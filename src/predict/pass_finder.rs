use chrono::{DateTime, Duration, Utc};
use log::debug;

use crate::abort::AbortSignal;
use crate::predict::error::PredictError;
use crate::predict::propagation::{Propagator, Sgp4Propagator};
use crate::predict::types::{OrbitalElements, PropagationSample, SatellitePass, TimeWindow};
use crate::predict::GroundObserver;

pub const DEFAULT_STEP_SECONDS: i64 = 30;
pub const DEFAULT_MIN_PASS_SECONDS: i64 = 60;
const HORIZON_ELEVATION: f64 = 0.0;

/// Sweeps a time window at a fixed step and turns the elevation signal into
/// discrete passes.
#[derive(Debug, Clone)]
pub struct PassScanner<P> {
    propagator: P,
    step: Duration,
    min_duration: Duration,
}

#[derive(Debug, Clone, Copy)]
struct OpenPass {
    aos: DateTime<Utc>,
    aos_lat: f64,
    aos_lng: f64,
    max_elevation_deg: f64,
}

#[derive(Debug, Clone, Copy)]
enum ScanState {
    /// No sample seen yet.
    Unobserved,
    BelowHorizon,
    InPass(OpenPass),
    /// Already above the horizon when the window opened; the rise was not observed.
    Truncated,
}

impl Default for PassScanner<Sgp4Propagator> {
    fn default() -> Self {
        Self::new(Sgp4Propagator)
    }
}

impl<P: Propagator> PassScanner<P> {
    pub fn new(propagator: P) -> Self {
        Self {
            propagator,
            step: Duration::seconds(DEFAULT_STEP_SECONDS),
            min_duration: Duration::seconds(DEFAULT_MIN_PASS_SECONDS),
        }
    }

    pub fn with_step(mut self, step: Duration) -> Result<Self, PredictError> {
        if step <= Duration::zero() {
            return Err(PredictError::InvalidStep(format!(
                "{} ms is not positive",
                step.num_milliseconds()
            )));
        }
        self.step = step;
        Ok(self)
    }

    /// Passes must last strictly longer than this to be reported.
    pub fn with_min_duration(mut self, min_duration: Duration) -> Self {
        self.min_duration = min_duration;
        self
    }

    pub fn step(&self) -> Duration {
        self.step
    }

    pub fn min_duration(&self) -> Duration {
        self.min_duration
    }

    /// Find all passes of one satellite whose rise and set both fall inside
    /// `window`, ordered by AOS.
    pub fn scan(
        &self,
        elements: &OrbitalElements,
        observer: &GroundObserver,
        window: &TimeWindow,
    ) -> Result<Vec<SatellitePass>, PredictError> {
        self.scan_with_abort(elements, observer, window, &AbortSignal::new())
    }

    /// Same as [`PassScanner::scan`], checking `abort` before every sample.
    pub fn scan_with_abort(
        &self,
        elements: &OrbitalElements,
        observer: &GroundObserver,
        window: &TimeWindow,
        abort: &AbortSignal,
    ) -> Result<Vec<SatellitePass>, PredictError> {
        let model = self.propagator.parse(elements)?;

        let mut passes = Vec::new();
        let mut state = ScanState::Unobserved;
        let mut unavailable = 0usize;
        let mut next = Some(window.start());

        // A step past the representable date range ends the sweep.
        while let Some(cursor) = next.filter(|t| *t < window.end()) {
            next = cursor.checked_add_signed(self.step);
            if abort.is_aborted() {
                return Err(PredictError::Cancelled);
            }

            let Some(sample) = self.propagator.sample(&model, observer, cursor) else {
                unavailable += 1;
                continue;
            };
            let visible = sample.elevation_deg > HORIZON_ELEVATION;

            state = match (state, visible) {
                (ScanState::Unobserved, true) => ScanState::Truncated,
                (ScanState::Unobserved | ScanState::BelowHorizon, false) => ScanState::BelowHorizon,
                (ScanState::BelowHorizon, true) => ScanState::InPass(OpenPass {
                    aos: sample.instant,
                    aos_lat: sample.latitude_deg,
                    aos_lng: sample.longitude_deg,
                    max_elevation_deg: sample.elevation_deg,
                }),
                (ScanState::InPass(mut open), true) => {
                    open.max_elevation_deg = open.max_elevation_deg.max(sample.elevation_deg);
                    ScanState::InPass(open)
                }
                (ScanState::InPass(open), false) => {
                    if let Some(pass) = self.close_pass(elements, open, &sample) {
                        passes.push(pass);
                    }
                    ScanState::BelowHorizon
                }
                (ScanState::Truncated, true) => ScanState::Truncated,
                (ScanState::Truncated, false) => {
                    debug!(
                        "{}: dropping pass in progress at window start {}",
                        elements.name,
                        window.start()
                    );
                    ScanState::BelowHorizon
                }
            };
        }

        if let ScanState::InPass(open) = state {
            debug!(
                "{}: dropping pass still open at window end (AOS {})",
                elements.name, open.aos
            );
        }
        if unavailable > 0 {
            debug!(
                "{}: {} samples unavailable between {} and {}",
                elements.name,
                unavailable,
                window.start(),
                window.end()
            );
        }

        Ok(passes)
    }

    fn close_pass(
        &self,
        elements: &OrbitalElements,
        open: OpenPass,
        los: &PropagationSample,
    ) -> Option<SatellitePass> {
        let duration_seconds = seconds(los.instant - open.aos);
        if duration_seconds <= seconds(self.min_duration) {
            debug!(
                "{}: discarding {:.1} s pass at {}",
                elements.name, duration_seconds, open.aos
            );
            return None;
        }

        Some(SatellitePass {
            satellite: elements.name.clone(),
            norad_id: elements.norad_id,
            aos: open.aos,
            los: los.instant,
            duration_seconds,
            max_elevation_deg: open.max_elevation_deg,
            aos_lat: open.aos_lat,
            aos_lng: open.aos_lng,
            los_lat: los.latitude_deg,
            los_lng: los.longitude_deg,
        })
    }
}

fn seconds(duration: Duration) -> f64 {
    duration.num_milliseconds() as f64 / 1000.0
}

/// Find all passes for a satellite within a time range, using SGP4 and the
/// default step and minimum duration.
pub fn predict_passes(
    elements: &OrbitalElements,
    observer: &GroundObserver,
    window: &TimeWindow,
) -> Result<Vec<SatellitePass>, PredictError> {
    PassScanner::<Sgp4Propagator>::default().scan(elements, observer, window)
}
mod batch;
mod error;
mod format;
mod frames;
mod ground_station;
mod parameters;
mod pass_finder;
mod propagation;
mod tle_loader;
mod types;

#[cfg(test)]
mod testing;

pub use batch::{derive_catalog, merge_passes, scan_catalog};
pub use error::PredictError;
pub use format::{format_coordinate, format_duration, format_instant, Axis};
pub use frames::{Geodetic, LookAngles};
pub use ground_station::GroundObserver;
pub use parameters::{derive_parameters, ParameterDeriver};
pub use pass_finder::{predict_passes, PassScanner, DEFAULT_MIN_PASS_SECONDS, DEFAULT_STEP_SECONDS};
pub use propagation::{MeanElements, Propagator, Sgp4Model, Sgp4Propagator, StateVector};
pub use tle_loader::{parse_catalog, split_groups, Catalog, TleGroup, TleLoader};
pub use types::{
    OrbitalElements, OrbitalParameters, PropagationSample, SatellitePass, TimeWindow,
};
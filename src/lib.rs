pub mod abort;
pub mod config;
pub mod predict;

■ Requirement
Would you transcribe every entry exactly?

■ Solution to this problem
filename src/predict/pass_finder.rs
use chrono::{DateTime, Duration, Utc};
use log::debug;

use crate::abort::AbortSignal;
use crate::predict::error::PredictError;
use crate::predict::propagation::{Propagator, Sgp4Propagator};
use crate::predict::types::{OrbitalElements, PropagationSample, SatellitePass, TimeWindow};
use crate::predict::GroundObserver;

pub const DEFAULT_STEP_SECONDS: i64 = 30;
pub const DEFAULT_MIN_PASS_SECONDS: i64 = 60;
const HORIZON_ELEVATION: f64 = 0.0;

/// Sweeps a time window at a fixed step and turns the elevation signal into
/// discrete passes.
#[derive(Debug, Clone)]
pub struct PassScanner<P> {
    propagator: P,
    step: Duration,
    min_duration: Duration,
}

#[derive(Debug, Clone, Copy)]
struct OpenPass {
    aos: DateTime<Utc>,
    aos_lat: f64,
    aos_lng: f64,
    max_elevation_deg: f64,
}

#[derive(Debug, Clone, Copy)]
enum ScanState {
    /// No sample seen yet.
    Unobserved,
    BelowHorizon,
    InPass(OpenPass),
    /// Already above the horizon when the window opened; the rise was not observed.
    Truncated,
}

impl Default for PassScanner<Sgp4Propagator> {
    fn default() -> Self {
        Self::new(Sgp4Propagator)
    }
}

impl<P: Propagator> PassScanner<P> {
    pub fn new(propagator: P) -> Self {
        Self {
            propagator,
            step: Duration::seconds(DEFAULT_STEP_SECONDS),
            min_duration: Duration::seconds(DEFAULT_MIN_PASS_SECONDS),
        }
    }

    pub fn with_step(mut self, step: Duration) -> Result<Self, PredictError> {
        if step <= Duration::zero() {
            return Err(PredictError::InvalidStep(format!(
                "{} ms is not positive",
                step.num_milliseconds()
            )));
        }
        self.step = step;
        Ok(self)
    }

    /// Passes must last strictly longer than this to be reported.
    pub fn with_min_duration(mut self, min_duration: Duration) -> Self {
        self.min_duration = min_duration;
        self
    }

    pub fn step(&self) -> Duration {
        self.step
    }

    pub fn min_duration(&self) -> Duration {
        self.min_duration
    }

    /// Find all passes of one satellite whose rise and set both fall inside
    /// `window`, ordered by AOS.
    pub fn scan(
        &self,
        elements: &OrbitalElements,
        observer: &GroundObserver,
        window: &TimeWindow,
    ) -> Result<Vec<SatellitePass>, PredictError> {
        self.scan_with_abort(elements, observer, window, &AbortSignal::new())
    }

    /// Same as [`PassScanner::scan`], checking `abort` before every sample.
    pub fn scan_with_abort(
        &self,
        elements: &OrbitalElements,
        observer: &GroundObserver,
        window: &TimeWindow,
        abort: &AbortSignal,
    ) -> Result<Vec<SatellitePass>, PredictError> {
        let model = self.propagator.parse(elements)?;

        let mut passes = Vec::new();
        let mut state = ScanState::Unobserved;
        let mut unavailable = 0usize;
        let mut next = Some(window.start());

        // A step past the representable date range ends the sweep.
        while let Some(cursor) = next.filter(|t| *t < window.end()) {
            next = cursor.checked_add_signed(self.step);
            if abort.is_aborted() {
                return Err(PredictError::Cancelled);
            }

            let Some(sample) = self.propagator.sample(&model, observer, cursor) else {
                unavailable += 1;
                continue;
            };
            let visible = sample.elevation_deg > HORIZON_ELEVATION;

            state = match (state, visible) {
                (ScanState::Unobserved, true) => ScanState::Truncated,
                (ScanState::Unobserved | ScanState::BelowHorizon, false) => ScanState::BelowHorizon,
                (ScanState::BelowHorizon, true) => ScanState::InPass(OpenPass {
                    aos: sample.instant,
                    aos_lat: sample.latitude_deg,
                    aos_lng: sample.longitude_deg,
                    max_elevation_deg: sample.elevation_deg,
                }),
                (ScanState::InPass(mut open), true) => {
                    open.max_elevation_deg = open.max_elevation_deg.max(sample.elevation_deg);
                    ScanState::InPass(open)
                }
                (ScanState::InPass(open), false) => {
                    if let Some(pass) = self.close_pass(elements, open, &sample) {
                        passes.push(pass);
                    }
                    ScanState::BelowHorizon
                }
                (ScanState::Truncated, true) => ScanState::Truncated,
                (ScanState::Truncated, false) => {
                    debug!(
                        "{}: dropping pass in progress at window start {}",
                        elements.name,
                        window.start()
                    );
                    ScanState::BelowHorizon
                }
            };
        }

        if let ScanState::InPass(open) = state {
            debug!(
                "{}: dropping pass still open at window end (AOS {})",
                elements.name, open.aos
            );
        }
        if unavailable > 0 {
            debug!(
                "{}: {} samples unavailable between {} and {}",
                elements.name,
                unavailable,
                window.start(),
                window.end()
            );
        }

        Ok(passes)
    }

    fn close_pass(
        &self,
        elements: &OrbitalElements,
        open: OpenPass,
        los: &PropagationSample,
    ) -> Option<SatellitePass> {
        let duration_seconds = seconds(los.instant - open.aos);
        if duration_seconds <= seconds(self.min_duration) {
            debug!(
                "{}: discarding {:.1} s pass at {}",
                elements.name, duration_seconds, open.aos
            );
            return None;
        }

        Some(SatellitePass {
            satellite: elements.name.clone(),
            norad_id: elements.norad_id,
            aos: open.aos,
            los: los.instant,
            duration_seconds,
            max_elevation_deg: open.max_elevation_deg,
            aos_lat: open.aos_lat,
            aos_lng: open.aos_lng,
            los_lat: los.latitude_deg,
            los_lng: los.longitude_deg,
        })
    }
}

fn seconds(duration: Duration) -> f64 {
    duration.num_milliseconds() as f64 / 1000.0
}

/// Find all passes for a satellite within a time range, using SGP4 and the
/// default step and minimum duration.
pub fn predict_passes(
    elements: &OrbitalElements,
    observer: &GroundObserver,
    window: &TimeWindow,
) -> Result<Vec<SatellitePass>, PredictError> {
    PassScanner::<Sgp4Propagator>::default().scan(elements, observer, window)
}
mod batch;
mod error;
mod format;
mod frames;
mod ground_station;
mod parameters;
mod pass_finder;
mod propagation;
mod tle_loader;
mod types;

#[cfg(test)]
mod testing;

pub use batch::{derive_catalog, merge_passes, scan_catalog};
pub use error::PredictError;
pub use format::{format_coordinate, format_duration, format_instant, Axis};
pub use frames::{Geodetic, LookAngles};
pub use ground_station::GroundObserver;
pub use parameters::{derive_parameters, ParameterDeriver};
pub use pass_finder::{predict_passes, PassScanner, DEFAULT_MIN_PASS_SECONDS, DEFAULT_STEP_SECONDS};
pub use propagation::{MeanElements, Propagator, Sgp4Model, Sgp4Propagator, StateVector};
pub use tle_loader::{parse_catalog, split_groups, Catalog, TleGroup, TleLoader};
pub use types::{
    OrbitalElements, OrbitalParameters, PropagationSample, SatellitePass, TimeWindow,
};
filename src/lib.rs
pub mod abort;
pub mod config;
pub mod predict;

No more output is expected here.